Nous avons créé cette association pour nous permettre une certaine liberté de ton que le directeur de l'administration pénitentiaire comprend. Nous restons fonctionnaires et sommes soumis au devoir de réserve. En nous exprimant dans ce cadre associatif, nous faisons le choix de dire ce que nous pensons. Je suis fier d'être directeur et d'appartenir à cette administration, et je souhaite l'accompagner dans sa réflexion sur ces différentes thématiques.

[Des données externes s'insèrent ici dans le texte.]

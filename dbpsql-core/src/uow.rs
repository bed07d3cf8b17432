//! Unit of work: one transaction around a caller-supplied block
//!
//! ```ignore
//! let mut uow = db.unit_of_work();
//! let id = uow
//!     .run(|uow| {
//!         Box::pin(async move {
//!             let params = Params::new().with("name", "Igor");
//!             executor::insert(uow.queryer(), INSERT, &params).await
//!         })
//!     })
//!     .await?;
//! ```

use std::panic::AssertUnwindSafe;

use futures::future::BoxFuture;
use futures::FutureExt;
use sqlx::{PgPool, Postgres, Transaction};
use tracing::{debug, warn};

use crate::error::{DbError, Result};
use crate::queryer::Queryer;

/// Groups operations into one atomic commit or rollback.
///
/// Holds at most one transaction. Calling [`UnitOfWork::run`] again from
/// inside a running block is rejected rather than opening a second
/// transaction.
pub struct UnitOfWork {
    pool: PgPool,
    tx: Option<Transaction<'static, Postgres>>,
}

impl UnitOfWork {
    pub fn new(pool: PgPool) -> Self {
        Self { pool, tx: None }
    }

    pub fn in_transaction(&self) -> bool {
        self.tx.is_some()
    }

    /// The active transaction if there is one, otherwise the pool.
    pub fn queryer(&mut self) -> &mut dyn Queryer {
        if let Some(tx) = self.tx.as_mut() {
            return tx;
        }
        &mut self.pool
    }

    /// Run `f` inside a new transaction.
    ///
    /// Commits when `f` returns `Ok`. Rolls back when it returns `Err`, and
    /// when it panics, in which case the rollback completes before the panic
    /// resumes. Dropping the returned future before it finishes also rolls
    /// back and leaves the unit of work reusable.
    pub async fn run<T, F>(&mut self, f: F) -> Result<T>
    where
        F: for<'c> FnOnce(&'c mut UnitOfWork) -> BoxFuture<'c, Result<T>> + Send,
        T: Send,
    {
        if self.tx.is_some() {
            return Err(DbError::internal(
                "unit of work already has an active transaction",
            ));
        }

        let tx = self
            .pool
            .begin()
            .await
            .map_err(|err| DbError::from_sqlx("failed to begin transaction", err))?;
        let mut slot = TxSlot::fill(self, tx);
        debug!("transaction started");

        let outcome = AssertUnwindSafe(async { f(&mut *slot.uow).await })
            .catch_unwind()
            .await;
        let tx = slot.uow.tx.take();

        match outcome {
            Ok(Ok(value)) => {
                let tx = tx.ok_or_else(|| DbError::internal("transaction missing at commit"))?;
                tx.commit()
                    .await
                    .map_err(|err| DbError::from_sqlx("failed to commit transaction", err))?;
                debug!("transaction committed");
                Ok(value)
            }
            Ok(Err(err)) => {
                debug!(error = %err, "rolling back transaction");
                rollback(tx).await;
                Err(err)
            }
            Err(panic) => {
                warn!("panic inside unit of work, rolling back");
                rollback(tx).await;
                std::panic::resume_unwind(panic)
            }
        }
    }
}

/// Holds the unit of work while its transaction is open.
///
/// Empties the slot on drop. A `Transaction` dropped while still open queues
/// its own rollback on the connection, so a cancelled `run` never leaves the
/// unit of work pointing at an abandoned transaction.
struct TxSlot<'a> {
    uow: &'a mut UnitOfWork,
}

impl<'a> TxSlot<'a> {
    fn fill(uow: &'a mut UnitOfWork, tx: Transaction<'static, Postgres>) -> Self {
        uow.tx = Some(tx);
        Self { uow }
    }
}

impl Drop for TxSlot<'_> {
    fn drop(&mut self) {
        if self.uow.tx.take().is_some() {
            warn!("unit of work dropped with an open transaction, rolling back");
        }
    }
}

async fn rollback(tx: Option<Transaction<'static, Postgres>>) {
    let Some(tx) = tx else {
        return;
    };
    if let Err(err) = tx.rollback().await {
        warn!(error = %err, "transaction rollback failed");
    }
}

#[cfg(test)]
mod tests {
    use super::*;
    use sqlx::postgres::PgPoolOptions;
    use std::time::Duration;

    fn unreachable_pool() -> PgPool {
        PgPoolOptions::new()
            .acquire_timeout(Duration::from_millis(500))
            .connect_lazy("postgres://dbpsql@127.0.0.1:1/none")
            .expect("lazy pool from a valid url")
    }

    #[tokio::test]
    async fn starts_without_transaction() {
        let uow = UnitOfWork::new(unreachable_pool());
        assert!(!uow.in_transaction());
    }

    #[tokio::test]
    async fn begin_failure_skips_the_block() {
        let mut uow = UnitOfWork::new(unreachable_pool());
        let mut called = false;

        let result = uow
            .run(|_| {
                called = true;
                Box::pin(async { Ok(()) })
            })
            .await;

        let err = result.expect_err("begin should fail without a database");
        assert_eq!(err.kind(), crate::ErrorKind::Internal);
        assert!(!called);
        assert!(!uow.in_transaction());
    }
}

L'échec que j'ai mentionné faisait référence aux tentatives de création d'une peine de probation autonome, et non aux parcours de réinsertion. Il est impossible de parler d'échec, même si nous savons que l'accompagnement des publics placés sous main de justice n'est jamais linéaire, et que tout ne se passe pas toujours aussi bien que nous le voudrions, la récidive pouvant même faire partie du parcours. Malheureusement, tous les condamnés ne sortent pas aussi vite de la délinquance que nous le souhaiterions. Les besoins des personnes que nous accompagnons ne sont pas les mêmes. Les programmes que nous mettons en place, nos manières de les accompagner, diffèrent. Notre mode d'action consiste à prendre le temps d'évaluer les besoins des publics, les risques qu'ils représentent, avant de nous engager dans une modalité d'intervention qui peut être diversifiée, entre programmes de prévention de la récidive – PPR –, groupes de parole, travail individuel, etc.

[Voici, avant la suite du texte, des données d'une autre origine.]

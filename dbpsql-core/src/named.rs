//! Named-parameter SQL templates
//!
//! Templates use `:name` placeholders which are rewritten into Postgres
//! positional parameters (`$1`, `$2`, ...) before execution. Casts (`::int`),
//! quoted strings, quoted identifiers, dollar-quoted bodies and comments are
//! copied through untouched.

use std::collections::BTreeMap;

use chrono::{DateTime, Utc};
use sqlx::encode::IsNull;
use sqlx::error::BoxDynError;
use sqlx::postgres::types::Oid;
use sqlx::postgres::{PgArgumentBuffer, PgArguments, PgTypeInfo};
use sqlx::query::Query;
use sqlx::{Encode, Postgres, Type};
use uuid::Uuid;

use crate::error::{DbError, Result};

/// A value that can be bound to a named placeholder.
#[derive(Debug, Clone, PartialEq)]
pub enum Value {
    /// Bound without a type, so Postgres infers it from where the
    /// placeholder is used.
    Null,
    Bool(bool),
    Int(i64),
    Float(f64),
    Text(String),
    Uuid(Uuid),
    Timestamp(DateTime<Utc>),
    Json(serde_json::Value),
}

impl Value {
    fn bind_to<'q>(
        &'q self,
        query: Query<'q, Postgres, PgArguments>,
    ) -> Query<'q, Postgres, PgArguments> {
        match self {
            Value::Null => query.bind(UntypedNull),
            Value::Bool(v) => query.bind(*v),
            Value::Int(v) => query.bind(*v),
            Value::Float(v) => query.bind(*v),
            Value::Text(v) => query.bind(v.as_str()),
            Value::Uuid(v) => query.bind(*v),
            Value::Timestamp(v) => query.bind(*v),
            Value::Json(v) => query.bind(sqlx::types::Json(v)),
        }
    }
}

/// A NULL parameter declared with OID 0 ("unspecified") in the Parse message.
struct UntypedNull;

impl Type<Postgres> for UntypedNull {
    fn type_info() -> PgTypeInfo {
        PgTypeInfo::with_oid(Oid(0))
    }
}

impl Encode<'_, Postgres> for UntypedNull {
    fn encode_by_ref(
        &self,
        _buf: &mut PgArgumentBuffer,
    ) -> std::result::Result<IsNull, BoxDynError> {
        Ok(IsNull::Yes)
    }
}

impl From<bool> for Value {
    fn from(v: bool) -> Self {
        Value::Bool(v)
    }
}

impl From<i64> for Value {
    fn from(v: i64) -> Self {
        Value::Int(v)
    }
}

impl From<i32> for Value {
    fn from(v: i32) -> Self {
        Value::Int(i64::from(v))
    }
}

impl From<f64> for Value {
    fn from(v: f64) -> Self {
        Value::Float(v)
    }
}

impl From<&str> for Value {
    fn from(v: &str) -> Self {
        Value::Text(v.to_owned())
    }
}

impl From<String> for Value {
    fn from(v: String) -> Self {
        Value::Text(v)
    }
}

impl From<Uuid> for Value {
    fn from(v: Uuid) -> Self {
        Value::Uuid(v)
    }
}

impl From<DateTime<Utc>> for Value {
    fn from(v: DateTime<Utc>) -> Self {
        Value::Timestamp(v)
    }
}

impl From<serde_json::Value> for Value {
    fn from(v: serde_json::Value) -> Self {
        Value::Json(v)
    }
}

impl<T: Into<Value>> From<Option<T>> for Value {
    fn from(v: Option<T>) -> Self {
        v.map_or(Value::Null, Into::into)
    }
}

/// Parameter mapping for a template. Keys are unique; order is irrelevant.
#[derive(Debug, Clone, Default, PartialEq)]
pub struct Params {
    values: BTreeMap<String, Value>,
}

impl Params {
    pub fn new() -> Self {
        Self::default()
    }

    /// Builder-style insert.
    ///
    /// ```ignore
    /// let params = Params::new().with("idTestTable", 2);
    /// ```
    pub fn with(mut self, name: impl Into<String>, value: impl Into<Value>) -> Self {
        self.insert(name, value);
        self
    }

    /// Insert or replace a parameter, returning the previous value.
    pub fn insert(&mut self, name: impl Into<String>, value: impl Into<Value>) -> Option<Value> {
        self.values.insert(name.into(), value.into())
    }

    pub fn get(&self, name: &str) -> Option<&Value> {
        self.values.get(name)
    }

    pub fn len(&self) -> usize {
        self.values.len()
    }

    pub fn is_empty(&self) -> bool {
        self.values.is_empty()
    }
}

impl<K: Into<String>, V: Into<Value>> FromIterator<(K, V)> for Params {
    fn from_iter<I: IntoIterator<Item = (K, V)>>(iter: I) -> Self {
        Self {
            values: iter
                .into_iter()
                .map(|(k, v)| (k.into(), v.into()))
                .collect(),
        }
    }
}

/// A template compiled to positional SQL with its values in bind order.
#[derive(Debug, Clone, PartialEq)]
pub struct Statement {
    sql: String,
    values: Vec<Value>,
}

impl Statement {
    /// Compile `template`, resolving every placeholder from `params`.
    pub fn compile(template: &str, params: &Params) -> Result<Self> {
        let (sql, names) = rewrite(template);
        let values = names
            .iter()
            .map(|name| {
                params
                    .get(name)
                    .cloned()
                    .ok_or_else(|| DbError::invalid_params(format!("missing parameter '{name}'")))
            })
            .collect::<Result<Vec<_>>>()?;
        Ok(Self { sql, values })
    }

    pub fn sql(&self) -> &str {
        &self.sql
    }

    pub fn values(&self) -> &[Value] {
        &self.values
    }

    /// Build a sqlx query with every value bound in order.
    pub fn query(&self) -> Query<'_, Postgres, PgArguments> {
        self.values
            .iter()
            .fold(sqlx::query(&self.sql), |query, value| value.bind_to(query))
    }
}

fn is_ident_start(b: u8) -> bool {
    b.is_ascii_alphabetic() || b == b'_'
}

fn is_ident_char(b: u8) -> bool {
    b.is_ascii_alphanumeric() || b == b'_'
}

/// Rewrite placeholders, returning the SQL and the distinct names in slot order.
fn rewrite(template: &str) -> (String, Vec<String>) {
    let bytes = template.as_bytes();
    let mut sql = String::with_capacity(template.len() + 8);
    let mut names: Vec<String> = Vec::new();
    let mut copied = 0;
    let mut i = 0;

    while i < bytes.len() {
        match bytes[i] {
            b'\'' if starts_escape_string(bytes, i) => {
                i = skip_escape_string(bytes, i + 1);
            }
            b'\'' | b'"' => {
                let quote = bytes[i];
                i = skip_past(bytes, i + 1, |b| b == quote);
            }
            b'-' if bytes.get(i + 1) == Some(&b'-') => {
                i = skip_past(bytes, i + 2, |b| b == b'\n');
            }
            b'/' if bytes.get(i + 1) == Some(&b'*') => {
                i = skip_block_comment(bytes, i + 2);
            }
            b'$' if i > 0 && is_ident_char(bytes[i - 1]) => {
                i += 1;
            }
            b'$' => {
                i = skip_dollar_quoted(template, i);
            }
            b':' if bytes.get(i + 1) == Some(&b':') => {
                i += 2;
            }
            b':' if bytes.get(i + 1).copied().is_some_and(is_ident_start) => {
                let start = i + 1;
                let mut end = start;
                while end < bytes.len() && is_ident_char(bytes[end]) {
                    end += 1;
                }
                let name = &template[start..end];
                let slot = match names.iter().position(|n| n == name) {
                    Some(pos) => pos + 1,
                    None => {
                        names.push(name.to_owned());
                        names.len()
                    }
                };
                sql.push_str(&template[copied..i]);
                sql.push('$');
                sql.push_str(&slot.to_string());
                copied = end;
                i = end;
            }
            _ => i += 1,
        }
    }

    sql.push_str(&template[copied..]);
    (sql, names)
}

/// Index just past the first byte at or after `from` matching `stop`.
fn skip_past(bytes: &[u8], from: usize, stop: impl Fn(u8) -> bool) -> usize {
    bytes[from.min(bytes.len())..]
        .iter()
        .position(|&b| stop(b))
        .map_or(bytes.len(), |offset| from + offset + 1)
}

/// `quote` points at a `'` directly preceded by a standalone `E` or `e`.
fn starts_escape_string(bytes: &[u8], quote: usize) -> bool {
    match quote.checked_sub(1).map(|p| bytes[p]) {
        Some(b'E' | b'e') => quote < 2 || !is_ident_char(bytes[quote - 2]),
        _ => false,
    }
}

/// Skip the body of an `E'...'` literal, where `\'` and `''` do not close it.
fn skip_escape_string(bytes: &[u8], mut i: usize) -> usize {
    while i < bytes.len() {
        match (bytes[i], bytes.get(i + 1)) {
            (b'\\', Some(_)) | (b'\'', Some(b'\'')) => i += 2,
            (b'\'', _) => return i + 1,
            _ => i += 1,
        }
    }
    bytes.len()
}

fn skip_block_comment(bytes: &[u8], mut i: usize) -> usize {
    let mut depth = 1;
    while i < bytes.len() {
        match (bytes[i], bytes.get(i + 1)) {
            (b'/', Some(b'*')) => {
                depth += 1;
                i += 2;
            }
            (b'*', Some(b'/')) => {
                depth -= 1;
                i += 2;
                if depth == 0 {
                    return i;
                }
            }
            _ => i += 1,
        }
    }
    bytes.len()
}

/// `start` points at a `$`. Skips a whole `$tag$ ... $tag$` body when one
/// starts here, otherwise just the `$` (e.g. `$1`).
fn skip_dollar_quoted(template: &str, start: usize) -> usize {
    let bytes = template.as_bytes();
    let mut end = start + 1;
    if end < bytes.len() && is_ident_start(bytes[end]) {
        while end < bytes.len() && is_ident_char(bytes[end]) {
            end += 1;
        }
    }
    if bytes.get(end) != Some(&b'$') {
        return start + 1;
    }

    let delimiter = &template[start..=end];
    let body = end + 1;
    template[body..]
        .find(delimiter)
        .map_or(bytes.len(), |offset| body + offset + delimiter.len())
}

#[cfg(test)]
mod tests {
    use super::*;

    fn compile(template: &str, params: &Params) -> Statement {
        Statement::compile(template, params).expect("template should compile")
    }

    #[test]
    fn rewrites_single_placeholder() {
        let params = Params::new().with("idTestTable", 2);
        let stmt = compile(
            "select t.id, t.name from public.\"test_table\" t where t.id =:idTestTable",
            &params,
        );

        assert_eq!(
            stmt.sql(),
            "select t.id, t.name from public.\"test_table\" t where t.id =$1"
        );
        assert_eq!(stmt.values(), &[Value::Int(2)]);
    }

    #[test]
    fn repeated_names_share_a_slot() {
        let params = Params::new().with("a", 1).with("b", "x");
        let stmt = compile("select :a, :b, :a", &params);

        assert_eq!(stmt.sql(), "select $1, $2, $1");
        assert_eq!(stmt.values(), &[Value::Int(1), Value::Text("x".into())]);
    }

    #[test]
    fn casts_are_not_placeholders() {
        let params = Params::new().with("id", 7);
        let stmt = compile("select :id::bigint, now()::date", &params);

        assert_eq!(stmt.sql(), "select $1::bigint, now()::date");
        assert_eq!(stmt.values().len(), 1);
    }

    #[test]
    fn quoted_text_is_left_alone() {
        let params = Params::new().with("name", "Igor");
        let stmt = compile(
            "select ':skip', \"col:skip\" from t where name = :name and note = 'it''s :also'",
            &params,
        );

        assert_eq!(
            stmt.sql(),
            "select ':skip', \"col:skip\" from t where name = $1 and note = 'it''s :also'"
        );
    }

    #[test]
    fn comments_are_left_alone() {
        let params = Params::new().with("id", 1);
        let stmt = compile(
            "select 1 -- where x = :nope\n/* :nope /* :nested */ */ where id = :id",
            &params,
        );

        assert_eq!(
            stmt.sql(),
            "select 1 -- where x = :nope\n/* :nope /* :nested */ */ where id = $1"
        );
    }

    #[test]
    fn dollar_quoted_bodies_are_left_alone() {
        let params = Params::new().with("v", true);
        let stmt = compile(
            "do $body$ begin perform :inside; end $body$; select $$:raw$$, :v",
            &params,
        );

        assert_eq!(
            stmt.sql(),
            "do $body$ begin perform :inside; end $body$; select $$:raw$$, $1"
        );
        assert_eq!(stmt.values(), &[Value::Bool(true)]);
    }

    #[test]
    fn dollar_inside_identifier_is_not_a_quote() {
        let params = Params::new().with("x", 1);
        let stmt = compile("select a$b$c, :x from t$1", &params);

        assert_eq!(stmt.sql(), "select a$b$c, $1 from t$1");
        assert_eq!(stmt.values(), &[Value::Int(1)]);
    }

    #[test]
    fn escape_strings_honour_backslash_quotes() {
        let params = Params::new().with("x", 1);
        let stmt = compile(
            r"select E'it\'s :no', e'a''b :no\\', :x, name'",
            &params,
        );

        assert_eq!(
            stmt.sql(),
            r"select E'it\'s :no', e'a''b :no\\', $1, name'"
        );
    }

    #[test]
    fn identifier_ending_in_e_is_not_an_escape_prefix() {
        let params = Params::new().with("x", 1).with("y", 2);
        let stmt = compile(r"select name'\', :x, :y", &params);
        assert_eq!(stmt.sql(), r"select name'\', $1, $2");
    }

    #[test]
    fn positional_parameters_pass_through() {
        let stmt = compile("select $1", &Params::new());
        assert_eq!(stmt.sql(), "select $1");
        assert!(stmt.values().is_empty());
    }

    #[test]
    fn missing_parameter_is_invalid_params() {
        let err = Statement::compile("select :id, :name", &Params::new().with("id", 1))
            .expect_err("missing name should fail");

        assert_eq!(err.kind(), crate::ErrorKind::InvalidParams);
        assert!(err.to_string().contains("'name'"));
    }

    #[test]
    fn unused_parameters_are_ignored() {
        let params = Params::new().with("id", 1).with("extra", "unused");
        let stmt = compile("select :id", &params);
        assert_eq!(stmt.values(), &[Value::Int(1)]);
    }

    #[test]
    fn non_ascii_text_survives_rewriting() {
        let params = Params::new().with("name", "Карина");
        let stmt = compile("select 'Антон' as a, :name as b -- комментарий", &params);

        assert_eq!(stmt.sql(), "select 'Антон' as a, $1 as b -- комментарий");
        assert_eq!(stmt.values(), &[Value::Text("Карина".into())]);
    }

    #[test]
    fn unterminated_literal_swallows_rest() {
        let stmt = compile("select 'open :x", &Params::new());
        assert_eq!(stmt.sql(), "select 'open :x");
    }

    #[test]
    fn params_collect_from_pairs() {
        let params: Params = [("a", Value::Int(1)), ("b", Value::Null)].into_iter().collect();
        assert_eq!(params.len(), 2);
        assert_eq!(params.get("b"), Some(&Value::Null));
        assert!(!params.is_empty());
    }

    #[test]
    fn option_values_map_to_null() {
        assert_eq!(Value::from(None::<i64>), Value::Null);
        assert_eq!(Value::from(Some("x")), Value::Text("x".into()));
        assert_eq!(Value::from(5_i32), Value::Int(5));
    }
}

Nous travaillons depuis longtemps au sein de l'administration pénitentiaire et avons vu naître les SPIP. Notre expérience du passé nous permet d'adopter une vision qui se veut très différente d'une posture syndicale. Le directeur de l'administration pénitentiaire, après s'être interrogé sur notre démarche, a bien compris notre envie de participer à la réflexion du moment. Les États généraux de la justice, ainsi que votre commission d'enquête, nous ont conduits à accélérer notre réflexion. Nous sommes portés par l'envie d'apporter des propositions et des perspectives, et de parler de ce que nous vivons au quotidien.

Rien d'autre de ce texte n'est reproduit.